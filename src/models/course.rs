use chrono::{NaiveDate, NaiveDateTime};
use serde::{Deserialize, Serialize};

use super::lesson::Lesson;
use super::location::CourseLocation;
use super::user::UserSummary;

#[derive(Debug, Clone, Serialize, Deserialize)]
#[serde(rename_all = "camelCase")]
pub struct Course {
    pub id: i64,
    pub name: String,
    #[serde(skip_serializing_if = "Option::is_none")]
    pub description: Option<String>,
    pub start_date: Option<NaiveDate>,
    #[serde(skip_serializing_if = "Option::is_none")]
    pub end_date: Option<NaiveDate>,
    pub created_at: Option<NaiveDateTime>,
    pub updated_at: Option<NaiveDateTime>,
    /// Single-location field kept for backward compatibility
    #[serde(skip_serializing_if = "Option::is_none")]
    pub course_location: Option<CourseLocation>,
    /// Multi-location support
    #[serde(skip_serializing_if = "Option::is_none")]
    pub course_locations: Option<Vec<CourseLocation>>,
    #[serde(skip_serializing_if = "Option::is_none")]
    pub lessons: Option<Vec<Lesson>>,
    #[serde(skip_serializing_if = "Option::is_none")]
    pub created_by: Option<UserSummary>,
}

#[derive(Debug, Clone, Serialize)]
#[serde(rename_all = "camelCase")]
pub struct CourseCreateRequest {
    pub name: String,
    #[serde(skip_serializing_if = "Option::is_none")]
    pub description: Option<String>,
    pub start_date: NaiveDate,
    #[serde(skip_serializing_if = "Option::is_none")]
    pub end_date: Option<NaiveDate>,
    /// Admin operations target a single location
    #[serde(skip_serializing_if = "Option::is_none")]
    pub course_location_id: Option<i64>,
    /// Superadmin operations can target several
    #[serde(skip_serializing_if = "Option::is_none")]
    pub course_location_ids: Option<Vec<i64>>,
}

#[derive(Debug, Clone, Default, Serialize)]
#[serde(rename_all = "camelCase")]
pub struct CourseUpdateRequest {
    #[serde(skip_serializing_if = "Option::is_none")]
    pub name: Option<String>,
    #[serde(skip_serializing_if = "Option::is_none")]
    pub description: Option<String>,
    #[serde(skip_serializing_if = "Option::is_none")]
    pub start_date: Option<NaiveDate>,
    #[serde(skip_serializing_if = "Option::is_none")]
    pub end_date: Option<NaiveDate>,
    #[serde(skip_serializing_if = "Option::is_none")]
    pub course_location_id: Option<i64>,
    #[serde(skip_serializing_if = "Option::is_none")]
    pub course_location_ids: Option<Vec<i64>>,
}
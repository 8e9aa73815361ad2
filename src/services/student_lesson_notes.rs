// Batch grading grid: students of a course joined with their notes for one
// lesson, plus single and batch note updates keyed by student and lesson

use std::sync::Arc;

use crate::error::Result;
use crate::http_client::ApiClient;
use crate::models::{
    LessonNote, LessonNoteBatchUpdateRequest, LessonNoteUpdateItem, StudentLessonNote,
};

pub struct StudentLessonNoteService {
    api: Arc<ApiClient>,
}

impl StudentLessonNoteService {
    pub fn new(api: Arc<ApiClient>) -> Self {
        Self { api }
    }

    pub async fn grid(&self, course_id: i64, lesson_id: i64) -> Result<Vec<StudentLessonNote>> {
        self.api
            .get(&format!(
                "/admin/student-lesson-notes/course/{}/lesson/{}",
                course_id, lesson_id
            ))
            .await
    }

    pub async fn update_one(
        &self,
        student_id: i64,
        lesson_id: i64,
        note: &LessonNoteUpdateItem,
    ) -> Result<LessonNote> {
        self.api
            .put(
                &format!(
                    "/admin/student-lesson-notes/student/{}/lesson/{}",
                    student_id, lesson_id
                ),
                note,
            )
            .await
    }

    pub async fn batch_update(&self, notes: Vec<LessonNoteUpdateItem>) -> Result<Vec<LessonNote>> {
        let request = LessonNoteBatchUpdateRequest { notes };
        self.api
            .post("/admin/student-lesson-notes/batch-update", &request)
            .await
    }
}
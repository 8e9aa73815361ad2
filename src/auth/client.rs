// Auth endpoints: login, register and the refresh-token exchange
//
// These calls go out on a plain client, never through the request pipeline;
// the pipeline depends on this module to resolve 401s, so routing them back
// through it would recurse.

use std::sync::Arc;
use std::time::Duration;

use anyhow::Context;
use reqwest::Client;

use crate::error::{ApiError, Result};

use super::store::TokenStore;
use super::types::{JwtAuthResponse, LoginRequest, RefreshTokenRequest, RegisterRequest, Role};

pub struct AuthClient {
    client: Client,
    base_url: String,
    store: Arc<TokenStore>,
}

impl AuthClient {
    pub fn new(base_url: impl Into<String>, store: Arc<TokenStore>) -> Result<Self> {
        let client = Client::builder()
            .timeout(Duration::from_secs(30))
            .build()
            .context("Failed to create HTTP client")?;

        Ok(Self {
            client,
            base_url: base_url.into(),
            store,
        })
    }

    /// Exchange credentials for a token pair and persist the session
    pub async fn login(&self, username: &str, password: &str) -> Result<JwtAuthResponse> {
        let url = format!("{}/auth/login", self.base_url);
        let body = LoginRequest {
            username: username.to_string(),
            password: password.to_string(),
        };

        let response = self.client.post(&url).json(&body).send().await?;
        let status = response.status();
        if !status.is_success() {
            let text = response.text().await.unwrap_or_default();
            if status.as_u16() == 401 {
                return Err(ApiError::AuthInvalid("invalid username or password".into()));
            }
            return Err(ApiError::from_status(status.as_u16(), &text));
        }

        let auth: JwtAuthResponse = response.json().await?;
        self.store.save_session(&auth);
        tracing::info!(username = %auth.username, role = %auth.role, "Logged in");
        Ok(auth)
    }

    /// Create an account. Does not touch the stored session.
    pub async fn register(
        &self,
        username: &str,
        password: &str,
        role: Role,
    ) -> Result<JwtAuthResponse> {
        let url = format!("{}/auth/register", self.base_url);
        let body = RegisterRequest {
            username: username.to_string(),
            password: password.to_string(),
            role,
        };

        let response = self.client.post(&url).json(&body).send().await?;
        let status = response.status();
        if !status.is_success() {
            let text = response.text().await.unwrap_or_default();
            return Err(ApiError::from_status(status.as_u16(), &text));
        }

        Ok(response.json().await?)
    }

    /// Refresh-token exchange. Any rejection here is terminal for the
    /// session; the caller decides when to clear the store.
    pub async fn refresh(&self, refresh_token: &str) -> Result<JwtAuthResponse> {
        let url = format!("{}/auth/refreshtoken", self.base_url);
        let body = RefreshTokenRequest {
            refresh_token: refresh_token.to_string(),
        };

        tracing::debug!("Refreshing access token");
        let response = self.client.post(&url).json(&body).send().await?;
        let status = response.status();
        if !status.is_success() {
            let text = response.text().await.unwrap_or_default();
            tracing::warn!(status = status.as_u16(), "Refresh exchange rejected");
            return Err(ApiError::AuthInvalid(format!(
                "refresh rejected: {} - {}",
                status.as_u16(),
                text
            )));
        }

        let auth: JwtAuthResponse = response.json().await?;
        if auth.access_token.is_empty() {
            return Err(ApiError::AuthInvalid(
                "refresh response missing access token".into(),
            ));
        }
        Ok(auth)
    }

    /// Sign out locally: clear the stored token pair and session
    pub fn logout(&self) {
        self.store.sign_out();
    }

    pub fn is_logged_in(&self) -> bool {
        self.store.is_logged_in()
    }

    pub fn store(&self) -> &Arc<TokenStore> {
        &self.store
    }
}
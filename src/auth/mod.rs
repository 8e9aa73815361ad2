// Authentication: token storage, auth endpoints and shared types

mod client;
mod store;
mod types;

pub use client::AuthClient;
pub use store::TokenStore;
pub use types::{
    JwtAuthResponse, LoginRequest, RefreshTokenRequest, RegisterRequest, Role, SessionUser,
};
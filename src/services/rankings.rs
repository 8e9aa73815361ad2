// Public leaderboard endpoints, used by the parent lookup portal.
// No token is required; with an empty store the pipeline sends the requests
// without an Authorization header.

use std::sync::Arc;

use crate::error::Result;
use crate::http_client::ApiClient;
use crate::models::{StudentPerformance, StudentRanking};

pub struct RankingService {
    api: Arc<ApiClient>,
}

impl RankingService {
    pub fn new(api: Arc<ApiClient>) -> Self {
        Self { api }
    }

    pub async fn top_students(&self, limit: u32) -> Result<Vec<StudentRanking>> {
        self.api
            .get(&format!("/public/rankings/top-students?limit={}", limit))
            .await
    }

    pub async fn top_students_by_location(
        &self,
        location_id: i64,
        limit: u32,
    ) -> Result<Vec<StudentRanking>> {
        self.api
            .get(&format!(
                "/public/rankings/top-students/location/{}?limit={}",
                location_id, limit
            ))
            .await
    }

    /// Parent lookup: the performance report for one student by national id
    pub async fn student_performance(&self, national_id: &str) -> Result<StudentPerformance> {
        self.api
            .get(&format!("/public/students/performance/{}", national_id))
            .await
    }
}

****************

# YOUR TASK
How many lines of the entries include the string "ApiError"? Answer with a number and no other words.

# FINISHED EXERCISE
6